Al Hollywood de la memoria; al Hollywood que siempre existirá...
Nos dieron una promesa de eternidad y, como otros dioses pretéritos y temporales, mintieron; derribados por la astralidad de esa ley de lo inexorable que hace límites con el tiempo y crea momentos con dejo de agridulce nostalgia.
Desde su Olimpo, aún se erigen, invictos en esa otra batalla de la ilusión que los preserva, para nuestras memorias.
¿Cuánto más perdurarán? Es difícil predecir.
Como esas estrellas añejas que de tanto cansancio, estallan, su luz llegará a los confines del futuro. Rejuvenecida y preservada en la cápsula de un tiempo que dejó de ser, derrumbado bajo el peso de su propio preciosismo. Dirán entonces: "Hemos descubierto el brillo de un centenar de supernovas", y volverán, las imágenes de lo que fueron, a engañar al ojo, veinticuatro veces negado a la brevedad de un segundo efímero desgajado en ayeres...

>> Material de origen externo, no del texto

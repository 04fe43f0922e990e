use anyhow::Context;
use clap::{Args, Parser, Subcommand};
use pve_api::Params;
use px_infra::{Client, Configuration, SizeDelta, StatusAction, TaskHandle, TaskOutcome, VmRef};
use serde_json::{Value, json};

#[derive(Debug, Parser)]
#[command(name = "pxctl", about = "Proxmox VE VM lifecycle from the command line")]
pub struct Cli {
    #[command(subcommand)]
    command: Command,
}

#[derive(Debug, Subcommand)]
enum Command {
    /// List cluster nodes
    Nodes,
    /// List VMs and containers
    Vms,
    /// Show the runtime state of a VM
    State { vmid: u32 },
    /// Show a VM's configuration, or update it with KEY=VALUE pairs
    Config {
        vmid: u32,
        #[arg(value_parser = parse_param)]
        set: Vec<(String, Value)>,
    },
    Start { vmid: u32 },
    Stop { vmid: u32 },
    Shutdown { vmid: u32 },
    Reset { vmid: u32 },
    Suspend { vmid: u32 },
    Resume { vmid: u32 },
    /// Delete a VM and its disks
    Delete { vmid: u32 },
    Clone(CloneArgs),
    /// Grow a disk, e.g. `pxctl resize 101 +10G --disk scsi0`
    Resize {
        vmid: u32,
        #[arg(allow_hyphen_values = true)]
        size: SizeDelta,
        #[arg(long)]
        disk: Option<String>,
    },
    /// Roll a VM back to a snapshot
    Rollback { vmid: u32, snapshot: String },
    /// Create a QEMU VM from KEY=VALUE parameters
    Create(CreateArgs),
    /// Print the next free VM id
    NextId {
        #[arg(long, default_value_t = 0)]
        hint: u32,
    },
    /// Run a QEMU monitor command
    Monitor { vmid: u32, command: String },
    /// Keep waiting on a task, e.g. one that timed out
    Wait { upid: String },
}

#[derive(Debug, Args)]
struct CloneArgs {
    vmid: u32,
    /// Id of the clone; the next free id when omitted
    #[arg(long)]
    newid: Option<u32>,
    #[arg(long)]
    name: Option<String>,
    /// Target node
    #[arg(long)]
    target: Option<String>,
    /// Full copy instead of a linked clone
    #[arg(long)]
    full: bool,
}

#[derive(Debug, Args)]
struct CreateArgs {
    node: String,
    /// VM id; the next free id when omitted
    #[arg(long)]
    vmid: Option<u32>,
    #[arg(value_parser = parse_param)]
    params: Vec<(String, Value)>,
}

impl Cli {
    pub async fn run(self) -> anyhow::Result<()> {
        let config = Configuration::from_env().context("loading configuration")?;
        tracing::debug!(?config, "configuration loaded");
        let client = Client::new(&config)?;

        match self.command {
            Command::Nodes => print_json(&client.list_nodes().await?),
            Command::Vms => print_json(&client.list_vms().await?),
            Command::State { vmid } => print_json(&client.vm_state(&mut VmRef::new(vmid)).await?),
            Command::Config { vmid, set } if set.is_empty() => {
                print_json(&client.vm_config(&mut VmRef::new(vmid)).await?)
            }
            Command::Config { vmid, set } => {
                let params: Params = set.into_iter().collect();
                finish(client.set_vm_config(&mut VmRef::new(vmid), &params).await?)
            }
            Command::Start { vmid } => status(&client, vmid, StatusAction::Start).await,
            Command::Stop { vmid } => status(&client, vmid, StatusAction::Stop).await,
            Command::Shutdown { vmid } => status(&client, vmid, StatusAction::Shutdown).await,
            Command::Reset { vmid } => status(&client, vmid, StatusAction::Reset).await,
            Command::Suspend { vmid } => status(&client, vmid, StatusAction::Suspend).await,
            Command::Resume { vmid } => status(&client, vmid, StatusAction::Resume).await,
            Command::Delete { vmid } => finish(client.delete_vm(&mut VmRef::new(vmid)).await?),
            Command::Clone(args) => {
                let newid = match args.newid {
                    Some(id) => id,
                    None => client.next_id(0).await?,
                };
                let mut params = Params::from([("newid".to_string(), json!(newid))]);
                if let Some(name) = args.name {
                    params.insert("name".into(), json!(name));
                }
                if let Some(target) = args.target {
                    params.insert("target".into(), json!(target));
                }
                if args.full {
                    params.insert("full".into(), json!(true));
                }
                println!("{newid}");
                finish(client.clone_vm(&mut VmRef::new(args.vmid), &params).await?)
            }
            Command::Resize { vmid, size, disk } => finish(
                client
                    .resize_disk(&mut VmRef::new(vmid), disk.as_deref(), size)
                    .await?,
            ),
            Command::Rollback { vmid, snapshot } => finish(
                client
                    .rollback_snapshot(&mut VmRef::new(vmid), &snapshot)
                    .await?,
            ),
            Command::Create(args) => {
                let vmid = match args.vmid {
                    Some(id) => id,
                    None => client.next_id(0).await?,
                };
                let mut params: Params = args.params.into_iter().collect();
                params.insert("vmid".into(), json!(vmid));
                println!("{vmid}");
                finish(client.create_qemu_vm(&args.node, &params).await?)
            }
            Command::NextId { hint } => {
                println!("{}", client.next_id(hint).await?);
                Ok(())
            }
            Command::Monitor { vmid, command } => {
                print_json(&client.monitor_command(&mut VmRef::new(vmid), &command).await?)
            }
            Command::Wait { upid } => finish(client.wait_task(&TaskHandle::parse(upid)?).await?),
        }
    }
}

async fn status(client: &Client, vmid: u32, action: StatusAction) -> anyhow::Result<()> {
    finish(client.change_status(&mut VmRef::new(vmid), action).await?)
}

fn finish(outcome: TaskOutcome) -> anyhow::Result<()> {
    tracing::info!(?outcome, "done");
    outcome.into_result()?;
    Ok(())
}

fn print_json<T: serde::Serialize + ?Sized>(value: &T) -> anyhow::Result<()> {
    println!("{}", serde_json::to_string_pretty(value)?);
    Ok(())
}

fn parse_param(raw: &str) -> Result<(String, Value), String> {
    match raw.split_once('=') {
        Some((key, value)) if !key.is_empty() => Ok((key.to_string(), json!(value))),
        _ => Err(format!("expected KEY=VALUE, got '{raw}'")),
    }
}

#[cfg(test)]
mod tests {
    use clap::CommandFactory;

    use super::*;

    #[test]
    fn cli_definition_is_valid() {
        Cli::command().debug_assert();
    }

    #[test]
    fn params_keep_everything_after_first_equals() {
        assert_eq!(
            parse_param("scsi0=local-lvm:vm-101-disk-0,size=32G,media=disk").unwrap(),
            (
                "scsi0".to_string(),
                json!("local-lvm:vm-101-disk-0,size=32G,media=disk")
            )
        );
        assert!(parse_param("memory").is_err());
        assert!(parse_param("=4096").is_err());
    }

    #[test]
    fn wait_takes_a_task_handle() {
        let upid = "UPID:node7:00001234:0A1B2C3D:65F00000:qmstart:101:root@pam:";
        let cli = Cli::try_parse_from(["pxctl", "wait", upid]).unwrap();
        assert!(matches!(cli.command, Command::Wait { upid: parsed } if parsed == upid));
    }

    #[test]
    fn resize_accepts_signed_size() {
        let cli = Cli::try_parse_from(["pxctl", "resize", "101", "+10G", "--disk", "scsi0"]).unwrap();
        match cli.command {
            Command::Resize { vmid, size, disk } => {
                assert_eq!(vmid, 101);
                assert_eq!(size, SizeDelta::gigabytes(10));
                assert_eq!(disk.as_deref(), Some("scsi0"));
            }
            other => panic!("unexpected command {other:?}"),
        }
    }
}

Porque el pasado se transmuta en la muerte sucesiva e ininterrumpida del presente, convertido en ayer de lastimera sombra; y con ellos, con aquéllos que llegamos a pensar podríamos burlar nuestra propia humanidad finita, se van fragmentos de lo que ya no podrá ser ni seremos; enfrentados, despiadadamente, a la adverbiada sapiencia del 'jamás' absoluto que equivale a tiempo deceso.
Hoy llueve y desde este lado árido del vidrio , se empapan mis adentros. Quizá porque en algún momento fui Bette Davis, Gloria Swanson o Greta Garbo.
Madrugada del 5 de enero de 2010, en Hollywood, ciudad del cine.